▶ _HOW TO COMPLETE THIS TASK_:
Start to finish, the listing must be rewritten exactly.

▶ _SUPPLIED MATERIAL_:
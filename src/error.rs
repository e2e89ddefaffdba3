//! Structured error types for the configuration pipeline.
//!
//! Every fatal condition aborts the pipeline and carries enough context
//! (field path + reason) for the operator to fix the document in one pass.
//! Structural violations are the exception: they are collected and reported
//! together so one edit cycle fixes all of them.

use serde::Serialize;
use serde_json::Value;
use std::path::PathBuf;
use thiserror::Error;

/// One structural problem found during validation.
#[derive(Debug, Clone, PartialEq, Serialize)]
pub struct Violation {
    /// Dot-separated path to the offending field (e.g. `agent_card.skills[2].id`).
    pub path: String,
    /// Human-readable reason.
    pub reason: String,
}

impl Violation {
    pub fn new(path: impl Into<String>, reason: impl Into<String>) -> Self {
        Self {
            path: path.into(),
            reason: reason.into(),
        }
    }
}

impl std::fmt::Display for Violation {
    fn fmt(&self, f: &mut std::fmt::Formatter<'_>) -> std::fmt::Result {
        write!(f, "{}: {}", self.path, self.reason)
    }
}

/// Warning recorded when an optional skill degrades instead of failing.
#[derive(Debug, Clone, PartialEq, Serialize)]
pub struct SkillWarning {
    pub skill_id: String,
    pub message: String,
}

/// Pipeline error taxonomy.
///
/// Loader errors (`DocumentNotFound`, `MalformedDocument`) abort before the
/// merge stage. `UnresolvedVariable` is first-failure: a missing deployment
/// secret must not be masked by continuing. `SchemaViolations` is batched.
/// `SchemaDrift` only occurs in strict mode; `RequiredSkillUnavailable` is
/// fatal in both modes.
#[derive(Debug, Error)]
pub enum PipelineError {
    #[error("configuration document not found: {}", .0.display())]
    DocumentNotFound(PathBuf),

    #[error("malformed configuration document {}: {reason}", path.display())]
    MalformedDocument { path: PathBuf, reason: String },

    #[error("invalid override assignment '{0}': expected path.to.key=value")]
    InvalidAssignment(String),

    #[error("unresolved variable ${{{name}}} at {path}")]
    UnresolvedVariable { name: String, path: String },

    #[error("configuration failed validation with {} violation(s)", .0.len())]
    SchemaViolations(Vec<Violation>),

    #[error("cached schema for skill '{skill_id}' no longer matches the live tool")]
    SchemaDrift {
        skill_id: String,
        cached: Value,
        live: Value,
    },

    #[error("required skill '{0}' is unavailable")]
    RequiredSkillUnavailable(String),
}

impl PipelineError {
    /// Convenience constructor for loader parse failures.
    pub fn malformed(path: impl Into<PathBuf>, reason: impl std::fmt::Display) -> Self {
        Self::MalformedDocument {
            path: path.into(),
            reason: reason.to_string(),
        }
    }

    /// The violations carried by a `SchemaViolations` error, if any.
    pub fn violations(&self) -> &[Violation] {
        match self {
            Self::SchemaViolations(v) => v,
            _ => &[],
        }
    }
}

/// Result type for pipeline operations.
pub type PipelineResult<T> = std::result::Result<T, PipelineError>;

▶ _REPLY_:
filename src/error.rs
repository e2e89ddefaffdba3
//! Structured error types for the configuration pipeline.
//!
//! Every fatal condition aborts the pipeline and carries enough context
//! (field path + reason) for the operator to fix the document in one pass.
//! Structural violations are the exception: they are collected and reported
//! together so one edit cycle fixes all of them.

use serde::Serialize;
use serde_json::Value;
use std::path::PathBuf;
use thiserror::Error;

/// One structural problem found during validation.
#[derive(Debug, Clone, PartialEq, Serialize)]
pub struct Violation {
    /// Dot-separated path to the offending field (e.g. `agent_card.skills[2].id`).
    pub path: String,
    /// Human-readable reason.
    pub reason: String,
}

impl Violation {
    pub fn new(path: impl Into<String>, reason: impl Into<String>) -> Self {
        Self {
            path: path.into(),
            reason: reason.into(),
        }
    }
}

impl std::fmt::Display for Violation {
    fn fmt(&self, f: &mut std::fmt::Formatter<'_>) -> std::fmt::Result {
        write!(f, "{}: {}", self.path, self.reason)
    }
}

/// Warning recorded when an optional skill degrades instead of failing.
#[derive(Debug, Clone, PartialEq, Serialize)]
pub struct SkillWarning {
    pub skill_id: String,
    pub message: String,
}

/// Pipeline error taxonomy.
///
/// Loader errors (`DocumentNotFound`, `MalformedDocument`) abort before the
/// merge stage. `UnresolvedVariable` is first-failure: a missing deployment
/// secret must not be masked by continuing. `SchemaViolations` is batched.
/// `SchemaDrift` only occurs in strict mode; `RequiredSkillUnavailable` is
/// fatal in both modes.
#[derive(Debug, Error)]
pub enum PipelineError {
    #[error("configuration document not found: {}", .0.display())]
    DocumentNotFound(PathBuf),

    #[error("malformed configuration document {}: {reason}", path.display())]
    MalformedDocument { path: PathBuf, reason: String },

    #[error("invalid override assignment '{0}': expected path.to.key=value")]
    InvalidAssignment(String),

    #[error("unresolved variable ${{{name}}} at {path}")]
    UnresolvedVariable { name: String, path: String },

    #[error("configuration failed validation with {} violation(s)", .0.len())]
    SchemaViolations(Vec<Violation>),

    #[error("cached schema for skill '{skill_id}' no longer matches the live tool")]
    SchemaDrift {
        skill_id: String,
        cached: Value,
        live: Value,
    },

    #[error("required skill '{0}' is unavailable")]
    RequiredSkillUnavailable(String),
}

impl PipelineError {
    /// Convenience constructor for loader parse failures.
    pub fn malformed(path: impl Into<PathBuf>, reason: impl std::fmt::Display) -> Self {
        Self::MalformedDocument {
            path: path.into(),
            reason: reason.to_string(),
        }
    }

    /// The violations carried by a `SchemaViolations` error, if any.
    pub fn violations(&self) -> &[Violation] {
        match self {
            Self::SchemaViolations(v) => v,
            _ => &[],
        }
    }
}

/// Result type for pipeline operations.
pub type PipelineResult<T> = std::result::Result<T, PipelineError>;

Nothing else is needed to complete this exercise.